→ Records from a data collection

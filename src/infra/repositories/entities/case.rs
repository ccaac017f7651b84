//! Case database entity for SeaORM.

use sea_orm::entity::prelude::*;

use crate::domain::{Case, CasePriority};

#[derive(Clone, Debug, PartialEq, Eq, DeriveEntityModel)]
#[sea_orm(table_name = "cases")]
pub struct Model {
    #[sea_orm(primary_key, auto_increment = false)]
    pub id: Uuid,
    pub title: String,
    pub description: String,
    pub case_type_id: Uuid,
    pub client_id: Uuid,
    pub created_by_id: Uuid,
    pub assigned_to_id: Option<Uuid>,
    pub location: String,
    pub priority: String,
    pub status: String,
    pub symptoms: String,
    pub required_assistance: String,
    pub medical_history: Option<String>,
    pub current_medications: Option<String>,
    pub created_at: DateTimeUtc,
    pub updated_at: DateTimeUtc,
}

#[derive(Copy, Clone, Debug, EnumIter, DeriveRelation)]
pub enum Relation {
    #[sea_orm(
        belongs_to = "super::case_type::Entity",
        from = "Column::CaseTypeId",
        to = "super::case_type::Column::Id"
    )]
    CaseType,
    #[sea_orm(
        belongs_to = "super::client_profile::Entity",
        from = "Column::ClientId",
        to = "super::client_profile::Column::Id"
    )]
    Client,
    #[sea_orm(
        belongs_to = "super::user::Entity",
        from = "Column::CreatedById",
        to = "super::user::Column::Id"
    )]
    CreatedBy,
    #[sea_orm(
        belongs_to = "super::employee_profile::Entity",
        from = "Column::AssignedToId",
        to = "super::employee_profile::Column::Id"
    )]
    AssignedTo,
    #[sea_orm(has_many = "super::case_history::Entity")]
    History,
    #[sea_orm(has_many = "super::document::Entity")]
    Documents,
}

impl Related<super::case_type::Entity> for Entity {
    fn to() -> RelationDef {
        Relation::CaseType.def()
    }
}

impl Related<super::client_profile::Entity> for Entity {
    fn to() -> RelationDef {
        Relation::Client.def()
    }
}

impl Related<super::user::Entity> for Entity {
    fn to() -> RelationDef {
        Relation::CreatedBy.def()
    }
}

impl Related<super::employee_profile::Entity> for Entity {
    fn to() -> RelationDef {
        Relation::AssignedTo.def()
    }
}

impl Related<super::case_history::Entity> for Entity {
    fn to() -> RelationDef {
        Relation::History.def()
    }
}

impl Related<super::document::Entity> for Entity {
    fn to() -> RelationDef {
        Relation::Documents.def()
    }
}

impl ActiveModelBehavior for ActiveModel {}

impl From<Model> for Case {
    fn from(model: Model) -> Self {
        Case {
            id: model.id,
            title: model.title,
            description: model.description,
            case_type_id: model.case_type_id,
            client_id: model.client_id,
            created_by_id: model.created_by_id,
            assigned_to_id: model.assigned_to_id,
            location: model.location,
            priority: CasePriority::from(model.priority.as_str()),
            status: model.status,
            symptoms: model.symptoms,
            required_assistance: model.required_assistance,
            medical_history: model.medical_history,
            current_medications: model.current_medications,
            created_at: model.created_at,
            updated_at: model.updated_at,
        }
    }
}
//! Document metadata entity for SeaORM. The blob itself lives in the
//! upload store; only the URL is recorded here.

use sea_orm::entity::prelude::*;

use crate::domain::Document;

#[derive(Clone, Debug, PartialEq, Eq, DeriveEntityModel)]
#[sea_orm(table_name = "documents")]
pub struct Model {
    #[sea_orm(primary_key, auto_increment = false)]
    pub id: Uuid,
    pub case_id: Uuid,
    pub name: String,
    #[sea_orm(column_name = "type")]
    pub doc_type: String,
    pub description: Option<String>,
    pub url: String,
    pub uploaded_by_id: Uuid,
    pub uploaded_at: DateTimeUtc,
}

#[derive(Copy, Clone, Debug, EnumIter, DeriveRelation)]
pub enum Relation {
    #[sea_orm(
        belongs_to = "super::case::Entity",
        from = "Column::CaseId",
        to = "super::case::Column::Id"
    )]
    Case,
    #[sea_orm(
        belongs_to = "super::user::Entity",
        from = "Column::UploadedById",
        to = "super::user::Column::Id"
    )]
    UploadedBy,
}

impl Related<super::case::Entity> for Entity {
    fn to() -> RelationDef {
        Relation::Case.def()
    }
}

impl Related<super::user::Entity> for Entity {
    fn to() -> RelationDef {
        Relation::UploadedBy.def()
    }
}

impl ActiveModelBehavior for ActiveModel {}

impl From<Model> for Document {
    fn from(model: Model) -> Self {
        Document {
            id: model.id,
            case_id: model.case_id,
            name: model.name,
            doc_type: model.doc_type,
            description: model.description,
            url: model.url,
            uploaded_by_id: model.uploaded_by_id,
            uploaded_at: model.uploaded_at,
        }
    }
}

→ What is needed
An accurate, complete transcription of the records above is needed.

→ Output of the exercise
filename src/infra/repositories/entities/case.rs
repository ccaac017f7651b84
//! Case database entity for SeaORM.

use sea_orm::entity::prelude::*;

use crate::domain::{Case, CasePriority};

#[derive(Clone, Debug, PartialEq, Eq, DeriveEntityModel)]
#[sea_orm(table_name = "cases")]
pub struct Model {
    #[sea_orm(primary_key, auto_increment = false)]
    pub id: Uuid,
    pub title: String,
    pub description: String,
    pub case_type_id: Uuid,
    pub client_id: Uuid,
    pub created_by_id: Uuid,
    pub assigned_to_id: Option<Uuid>,
    pub location: String,
    pub priority: String,
    pub status: String,
    pub symptoms: String,
    pub required_assistance: String,
    pub medical_history: Option<String>,
    pub current_medications: Option<String>,
    pub created_at: DateTimeUtc,
    pub updated_at: DateTimeUtc,
}

#[derive(Copy, Clone, Debug, EnumIter, DeriveRelation)]
pub enum Relation {
    #[sea_orm(
        belongs_to = "super::case_type::Entity",
        from = "Column::CaseTypeId",
        to = "super::case_type::Column::Id"
    )]
    CaseType,
    #[sea_orm(
        belongs_to = "super::client_profile::Entity",
        from = "Column::ClientId",
        to = "super::client_profile::Column::Id"
    )]
    Client,
    #[sea_orm(
        belongs_to = "super::user::Entity",
        from = "Column::CreatedById",
        to = "super::user::Column::Id"
    )]
    CreatedBy,
    #[sea_orm(
        belongs_to = "super::employee_profile::Entity",
        from = "Column::AssignedToId",
        to = "super::employee_profile::Column::Id"
    )]
    AssignedTo,
    #[sea_orm(has_many = "super::case_history::Entity")]
    History,
    #[sea_orm(has_many = "super::document::Entity")]
    Documents,
}

impl Related<super::case_type::Entity> for Entity {
    fn to() -> RelationDef {
        Relation::CaseType.def()
    }
}

impl Related<super::client_profile::Entity> for Entity {
    fn to() -> RelationDef {
        Relation::Client.def()
    }
}

impl Related<super::user::Entity> for Entity {
    fn to() -> RelationDef {
        Relation::CreatedBy.def()
    }
}

impl Related<super::employee_profile::Entity> for Entity {
    fn to() -> RelationDef {
        Relation::AssignedTo.def()
    }
}

impl Related<super::case_history::Entity> for Entity {
    fn to() -> RelationDef {
        Relation::History.def()
    }
}

impl Related<super::document::Entity> for Entity {
    fn to() -> RelationDef {
        Relation::Documents.def()
    }
}

impl ActiveModelBehavior for ActiveModel {}

impl From<Model> for Case {
    fn from(model: Model) -> Self {
        Case {
            id: model.id,
            title: model.title,
            description: model.description,
            case_type_id: model.case_type_id,
            client_id: model.client_id,
            created_by_id: model.created_by_id,
            assigned_to_id: model.assigned_to_id,
            location: model.location,
            priority: CasePriority::from(model.priority.as_str()),
            status: model.status,
            symptoms: model.symptoms,
            required_assistance: model.required_assistance,
            medical_history: model.medical_history,
            current_medications: model.current_medications,
            created_at: model.created_at,
            updated_at: model.updated_at,
        }
    }
}
//! Document metadata entity for SeaORM. The blob itself lives in the
//! upload store; only the URL is recorded here.

use sea_orm::entity::prelude::*;

use crate::domain::Document;

#[derive(Clone, Debug, PartialEq, Eq, DeriveEntityModel)]
#[sea_orm(table_name = "documents")]
pub struct Model {
    #[sea_orm(primary_key, auto_increment = false)]
    pub id: Uuid,
    pub case_id: Uuid,
    pub name: String,
    #[sea_orm(column_name = "type")]
    pub doc_type: String,
    pub description: Option<String>,
    pub url: String,
    pub uploaded_by_id: Uuid,
    pub uploaded_at: DateTimeUtc,
}

#[derive(Copy, Clone, Debug, EnumIter, DeriveRelation)]
pub enum Relation {
    #[sea_orm(
        belongs_to = "super::case::Entity",
        from = "Column::CaseId",
        to = "super::case::Column::Id"
    )]
    Case,
    #[sea_orm(
        belongs_to = "super::user::Entity",
        from = "Column::UploadedById",
        to = "super::user::Column::Id"
    )]
    UploadedBy,
}

impl Related<super::case::Entity> for Entity {
    fn to() -> RelationDef {
        Relation::Case.def()
    }
}

impl Related<super::user::Entity> for Entity {
    fn to() -> RelationDef {
        Relation::UploadedBy.def()
    }
}

impl ActiveModelBehavior for ActiveModel {}

impl From<Model> for Document {
    fn from(model: Model) -> Self {
        Document {
            id: model.id,
            case_id: model.case_id,
            name: model.name,
            doc_type: model.doc_type,
            description: model.description,
            url: model.url,
            uploaded_by_id: model.uploaded_by_id,
            uploaded_at: model.uploaded_at,
        }
    }
}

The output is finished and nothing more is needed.